====== Source data ======

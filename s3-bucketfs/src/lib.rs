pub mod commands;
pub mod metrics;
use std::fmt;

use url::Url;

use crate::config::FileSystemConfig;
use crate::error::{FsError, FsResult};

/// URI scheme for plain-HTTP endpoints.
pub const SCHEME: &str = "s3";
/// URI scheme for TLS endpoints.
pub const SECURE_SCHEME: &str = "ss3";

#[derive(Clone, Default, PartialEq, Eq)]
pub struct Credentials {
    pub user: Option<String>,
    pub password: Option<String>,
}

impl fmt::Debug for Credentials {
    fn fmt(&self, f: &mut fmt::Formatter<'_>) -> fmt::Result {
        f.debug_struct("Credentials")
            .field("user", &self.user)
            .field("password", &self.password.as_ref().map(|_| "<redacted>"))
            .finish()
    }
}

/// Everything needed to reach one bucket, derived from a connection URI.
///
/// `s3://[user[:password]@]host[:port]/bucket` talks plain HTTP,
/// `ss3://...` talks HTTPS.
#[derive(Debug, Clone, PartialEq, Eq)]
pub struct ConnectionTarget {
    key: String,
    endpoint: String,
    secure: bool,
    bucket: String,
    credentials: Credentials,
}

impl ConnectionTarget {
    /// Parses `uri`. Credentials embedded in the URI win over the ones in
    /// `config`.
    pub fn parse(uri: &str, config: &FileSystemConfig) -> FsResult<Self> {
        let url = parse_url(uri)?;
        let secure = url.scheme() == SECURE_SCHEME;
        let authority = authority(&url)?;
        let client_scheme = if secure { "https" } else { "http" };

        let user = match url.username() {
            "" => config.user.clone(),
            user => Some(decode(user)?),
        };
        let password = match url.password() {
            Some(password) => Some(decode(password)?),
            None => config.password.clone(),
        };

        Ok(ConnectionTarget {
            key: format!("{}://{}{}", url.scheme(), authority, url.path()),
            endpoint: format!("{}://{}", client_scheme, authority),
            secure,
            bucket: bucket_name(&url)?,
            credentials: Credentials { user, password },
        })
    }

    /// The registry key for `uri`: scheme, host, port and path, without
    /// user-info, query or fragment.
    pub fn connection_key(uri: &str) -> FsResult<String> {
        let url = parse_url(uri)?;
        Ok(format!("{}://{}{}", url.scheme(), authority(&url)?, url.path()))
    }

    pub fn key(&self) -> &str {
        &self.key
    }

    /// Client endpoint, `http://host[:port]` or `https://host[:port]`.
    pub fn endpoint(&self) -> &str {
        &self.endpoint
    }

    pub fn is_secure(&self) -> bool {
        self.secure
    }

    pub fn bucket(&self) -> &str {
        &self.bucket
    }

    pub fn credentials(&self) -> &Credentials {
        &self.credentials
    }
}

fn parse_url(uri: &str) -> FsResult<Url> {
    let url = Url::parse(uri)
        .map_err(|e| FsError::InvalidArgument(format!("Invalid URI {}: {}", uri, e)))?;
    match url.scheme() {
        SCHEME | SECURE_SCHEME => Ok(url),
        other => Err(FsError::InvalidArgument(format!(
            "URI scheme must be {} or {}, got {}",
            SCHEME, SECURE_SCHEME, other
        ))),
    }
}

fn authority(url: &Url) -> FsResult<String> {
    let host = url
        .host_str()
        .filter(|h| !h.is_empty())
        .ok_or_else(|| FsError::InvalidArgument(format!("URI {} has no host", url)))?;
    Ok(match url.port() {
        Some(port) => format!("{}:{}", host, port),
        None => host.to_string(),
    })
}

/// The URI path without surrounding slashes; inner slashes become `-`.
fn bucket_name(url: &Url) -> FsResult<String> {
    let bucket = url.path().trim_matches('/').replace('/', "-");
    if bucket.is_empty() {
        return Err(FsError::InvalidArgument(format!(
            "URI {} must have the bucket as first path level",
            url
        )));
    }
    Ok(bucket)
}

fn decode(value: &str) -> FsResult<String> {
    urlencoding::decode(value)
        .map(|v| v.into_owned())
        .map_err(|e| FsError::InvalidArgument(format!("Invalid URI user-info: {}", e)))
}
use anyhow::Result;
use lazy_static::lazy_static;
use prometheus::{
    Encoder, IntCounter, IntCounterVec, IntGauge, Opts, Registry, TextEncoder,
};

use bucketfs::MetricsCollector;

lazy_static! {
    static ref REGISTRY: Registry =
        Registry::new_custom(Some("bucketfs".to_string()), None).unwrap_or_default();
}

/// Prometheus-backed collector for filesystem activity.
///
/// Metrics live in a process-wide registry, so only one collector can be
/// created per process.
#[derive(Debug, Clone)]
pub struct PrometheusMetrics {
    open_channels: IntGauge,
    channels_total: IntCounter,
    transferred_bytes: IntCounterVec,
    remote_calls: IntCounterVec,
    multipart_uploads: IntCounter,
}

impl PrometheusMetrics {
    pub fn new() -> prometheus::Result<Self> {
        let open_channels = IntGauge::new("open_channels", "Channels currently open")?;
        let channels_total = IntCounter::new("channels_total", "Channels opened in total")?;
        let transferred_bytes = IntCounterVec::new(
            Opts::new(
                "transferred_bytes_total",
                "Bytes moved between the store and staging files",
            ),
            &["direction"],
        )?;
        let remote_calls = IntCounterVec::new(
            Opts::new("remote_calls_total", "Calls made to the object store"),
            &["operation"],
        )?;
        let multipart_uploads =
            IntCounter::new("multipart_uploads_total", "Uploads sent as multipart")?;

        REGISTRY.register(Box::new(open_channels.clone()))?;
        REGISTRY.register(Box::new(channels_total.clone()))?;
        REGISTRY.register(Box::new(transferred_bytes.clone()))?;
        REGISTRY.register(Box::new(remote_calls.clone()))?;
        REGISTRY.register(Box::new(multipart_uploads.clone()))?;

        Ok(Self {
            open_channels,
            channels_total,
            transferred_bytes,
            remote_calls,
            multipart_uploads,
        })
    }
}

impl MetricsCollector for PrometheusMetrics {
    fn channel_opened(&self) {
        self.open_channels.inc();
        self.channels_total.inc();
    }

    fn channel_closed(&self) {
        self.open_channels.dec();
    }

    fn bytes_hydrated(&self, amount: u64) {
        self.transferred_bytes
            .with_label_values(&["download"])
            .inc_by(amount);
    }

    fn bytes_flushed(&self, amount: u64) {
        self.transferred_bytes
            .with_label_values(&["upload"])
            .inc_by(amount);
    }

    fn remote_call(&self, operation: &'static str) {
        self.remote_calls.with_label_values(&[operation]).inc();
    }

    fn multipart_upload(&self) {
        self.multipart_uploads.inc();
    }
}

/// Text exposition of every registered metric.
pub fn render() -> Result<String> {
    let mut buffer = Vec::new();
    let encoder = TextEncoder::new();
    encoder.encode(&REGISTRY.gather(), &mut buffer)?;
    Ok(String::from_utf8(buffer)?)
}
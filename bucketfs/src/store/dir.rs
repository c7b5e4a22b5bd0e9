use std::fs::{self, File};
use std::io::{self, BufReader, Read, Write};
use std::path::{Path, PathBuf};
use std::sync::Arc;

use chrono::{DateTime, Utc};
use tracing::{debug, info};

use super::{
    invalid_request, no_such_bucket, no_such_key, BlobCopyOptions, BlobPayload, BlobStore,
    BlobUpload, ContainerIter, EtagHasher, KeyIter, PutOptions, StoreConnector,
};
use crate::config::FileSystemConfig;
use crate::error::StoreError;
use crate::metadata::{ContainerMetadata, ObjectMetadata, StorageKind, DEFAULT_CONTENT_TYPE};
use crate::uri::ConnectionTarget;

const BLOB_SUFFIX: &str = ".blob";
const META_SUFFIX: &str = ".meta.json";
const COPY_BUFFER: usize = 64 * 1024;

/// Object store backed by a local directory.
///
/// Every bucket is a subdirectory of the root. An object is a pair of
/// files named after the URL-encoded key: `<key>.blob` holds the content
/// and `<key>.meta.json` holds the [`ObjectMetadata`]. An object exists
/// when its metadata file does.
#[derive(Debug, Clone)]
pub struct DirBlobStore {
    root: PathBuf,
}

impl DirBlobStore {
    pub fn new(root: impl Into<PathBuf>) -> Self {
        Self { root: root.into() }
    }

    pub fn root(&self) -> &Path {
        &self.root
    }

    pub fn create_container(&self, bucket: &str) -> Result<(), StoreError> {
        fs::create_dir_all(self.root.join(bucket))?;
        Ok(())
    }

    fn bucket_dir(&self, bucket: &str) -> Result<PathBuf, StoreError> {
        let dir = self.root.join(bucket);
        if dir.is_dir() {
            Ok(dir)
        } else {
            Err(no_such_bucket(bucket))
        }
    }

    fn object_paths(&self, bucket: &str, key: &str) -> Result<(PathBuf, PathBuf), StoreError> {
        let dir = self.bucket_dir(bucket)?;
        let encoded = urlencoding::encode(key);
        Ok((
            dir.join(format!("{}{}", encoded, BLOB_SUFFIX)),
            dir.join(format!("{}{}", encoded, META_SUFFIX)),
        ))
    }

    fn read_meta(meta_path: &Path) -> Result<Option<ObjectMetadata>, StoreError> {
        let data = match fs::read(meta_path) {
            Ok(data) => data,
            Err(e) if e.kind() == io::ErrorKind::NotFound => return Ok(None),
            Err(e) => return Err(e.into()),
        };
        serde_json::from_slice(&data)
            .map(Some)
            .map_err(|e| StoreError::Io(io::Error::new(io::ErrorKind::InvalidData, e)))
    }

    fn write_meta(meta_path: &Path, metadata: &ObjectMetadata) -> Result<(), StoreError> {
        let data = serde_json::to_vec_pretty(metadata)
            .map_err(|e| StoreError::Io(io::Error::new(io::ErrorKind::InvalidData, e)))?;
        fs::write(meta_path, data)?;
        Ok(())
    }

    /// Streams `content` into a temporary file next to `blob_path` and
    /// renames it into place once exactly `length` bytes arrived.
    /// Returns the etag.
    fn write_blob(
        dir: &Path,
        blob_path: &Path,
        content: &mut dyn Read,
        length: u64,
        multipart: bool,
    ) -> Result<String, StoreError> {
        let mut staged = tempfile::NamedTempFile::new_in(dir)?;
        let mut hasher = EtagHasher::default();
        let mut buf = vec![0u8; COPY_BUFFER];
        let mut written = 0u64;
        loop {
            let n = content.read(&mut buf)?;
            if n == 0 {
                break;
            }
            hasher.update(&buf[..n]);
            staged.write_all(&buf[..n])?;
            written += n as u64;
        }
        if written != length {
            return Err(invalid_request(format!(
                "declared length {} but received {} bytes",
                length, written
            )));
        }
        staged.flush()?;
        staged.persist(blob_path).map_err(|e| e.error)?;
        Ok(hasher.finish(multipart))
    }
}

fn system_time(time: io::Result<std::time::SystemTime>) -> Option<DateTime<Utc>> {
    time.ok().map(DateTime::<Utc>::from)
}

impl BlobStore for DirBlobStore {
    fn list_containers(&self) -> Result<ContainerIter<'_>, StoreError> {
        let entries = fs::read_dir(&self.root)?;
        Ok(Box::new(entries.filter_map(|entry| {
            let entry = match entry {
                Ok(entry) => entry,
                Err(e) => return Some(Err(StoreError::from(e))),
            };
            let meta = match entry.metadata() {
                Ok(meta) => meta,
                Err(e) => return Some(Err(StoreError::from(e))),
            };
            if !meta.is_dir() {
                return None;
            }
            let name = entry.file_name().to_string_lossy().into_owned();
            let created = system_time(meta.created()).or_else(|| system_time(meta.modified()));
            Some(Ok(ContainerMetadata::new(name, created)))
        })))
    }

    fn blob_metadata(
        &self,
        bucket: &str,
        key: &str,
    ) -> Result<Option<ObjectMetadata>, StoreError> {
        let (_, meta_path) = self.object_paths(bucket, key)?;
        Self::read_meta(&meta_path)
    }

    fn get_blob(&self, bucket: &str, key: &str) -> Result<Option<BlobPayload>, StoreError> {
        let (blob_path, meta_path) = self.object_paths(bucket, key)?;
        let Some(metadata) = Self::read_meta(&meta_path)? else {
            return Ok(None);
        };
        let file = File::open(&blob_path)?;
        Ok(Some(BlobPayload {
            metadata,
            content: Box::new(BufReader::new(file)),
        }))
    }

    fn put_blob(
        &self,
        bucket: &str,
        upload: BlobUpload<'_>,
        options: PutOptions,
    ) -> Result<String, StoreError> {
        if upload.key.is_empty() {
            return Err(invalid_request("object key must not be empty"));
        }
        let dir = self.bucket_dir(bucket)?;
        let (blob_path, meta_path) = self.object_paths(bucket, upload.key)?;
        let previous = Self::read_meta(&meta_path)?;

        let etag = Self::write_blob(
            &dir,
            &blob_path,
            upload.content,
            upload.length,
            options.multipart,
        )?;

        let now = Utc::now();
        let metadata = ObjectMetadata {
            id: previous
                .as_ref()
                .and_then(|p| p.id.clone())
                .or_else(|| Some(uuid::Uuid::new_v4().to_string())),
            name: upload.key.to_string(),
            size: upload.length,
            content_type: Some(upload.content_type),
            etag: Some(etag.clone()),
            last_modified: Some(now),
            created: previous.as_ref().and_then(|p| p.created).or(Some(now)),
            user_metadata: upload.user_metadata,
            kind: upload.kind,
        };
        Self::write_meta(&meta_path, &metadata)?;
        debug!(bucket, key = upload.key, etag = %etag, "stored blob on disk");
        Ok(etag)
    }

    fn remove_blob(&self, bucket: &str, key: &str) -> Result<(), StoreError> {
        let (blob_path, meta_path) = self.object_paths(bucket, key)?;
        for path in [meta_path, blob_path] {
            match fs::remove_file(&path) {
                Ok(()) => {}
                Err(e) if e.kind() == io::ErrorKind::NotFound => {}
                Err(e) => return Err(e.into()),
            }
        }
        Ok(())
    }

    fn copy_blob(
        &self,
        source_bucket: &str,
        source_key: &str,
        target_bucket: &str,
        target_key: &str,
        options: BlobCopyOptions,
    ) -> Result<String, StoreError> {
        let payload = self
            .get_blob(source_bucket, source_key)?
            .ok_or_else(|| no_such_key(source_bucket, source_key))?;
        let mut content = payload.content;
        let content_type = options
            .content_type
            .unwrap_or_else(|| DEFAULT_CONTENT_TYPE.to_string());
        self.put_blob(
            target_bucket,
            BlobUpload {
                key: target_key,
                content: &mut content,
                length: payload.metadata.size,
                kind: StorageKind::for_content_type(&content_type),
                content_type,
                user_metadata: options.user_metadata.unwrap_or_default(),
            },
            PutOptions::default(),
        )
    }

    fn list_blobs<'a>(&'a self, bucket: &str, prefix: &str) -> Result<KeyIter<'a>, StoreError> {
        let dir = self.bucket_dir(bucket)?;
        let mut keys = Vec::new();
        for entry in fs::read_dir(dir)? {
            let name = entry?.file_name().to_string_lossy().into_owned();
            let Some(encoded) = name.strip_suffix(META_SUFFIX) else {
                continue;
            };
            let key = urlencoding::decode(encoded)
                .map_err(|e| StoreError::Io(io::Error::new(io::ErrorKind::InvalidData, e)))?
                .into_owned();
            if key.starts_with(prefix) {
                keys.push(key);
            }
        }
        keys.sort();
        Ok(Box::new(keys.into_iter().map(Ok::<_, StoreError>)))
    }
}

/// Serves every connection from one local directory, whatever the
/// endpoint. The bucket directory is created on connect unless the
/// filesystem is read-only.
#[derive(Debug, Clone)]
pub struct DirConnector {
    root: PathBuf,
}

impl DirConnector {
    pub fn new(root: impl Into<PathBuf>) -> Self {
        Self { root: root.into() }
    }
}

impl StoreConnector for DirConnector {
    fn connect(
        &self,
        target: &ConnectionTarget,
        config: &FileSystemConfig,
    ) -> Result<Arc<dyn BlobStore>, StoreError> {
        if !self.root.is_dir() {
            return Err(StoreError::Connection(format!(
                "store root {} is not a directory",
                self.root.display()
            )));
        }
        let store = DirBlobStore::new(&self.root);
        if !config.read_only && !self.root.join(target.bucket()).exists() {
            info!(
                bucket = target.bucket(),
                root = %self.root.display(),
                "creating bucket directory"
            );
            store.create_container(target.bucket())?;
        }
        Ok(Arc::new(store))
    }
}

======

=== Exercise description ===
Each line above that contains "StorageKind" counts once; report the resulting number and nothing else.

=== Exercise solution ===
2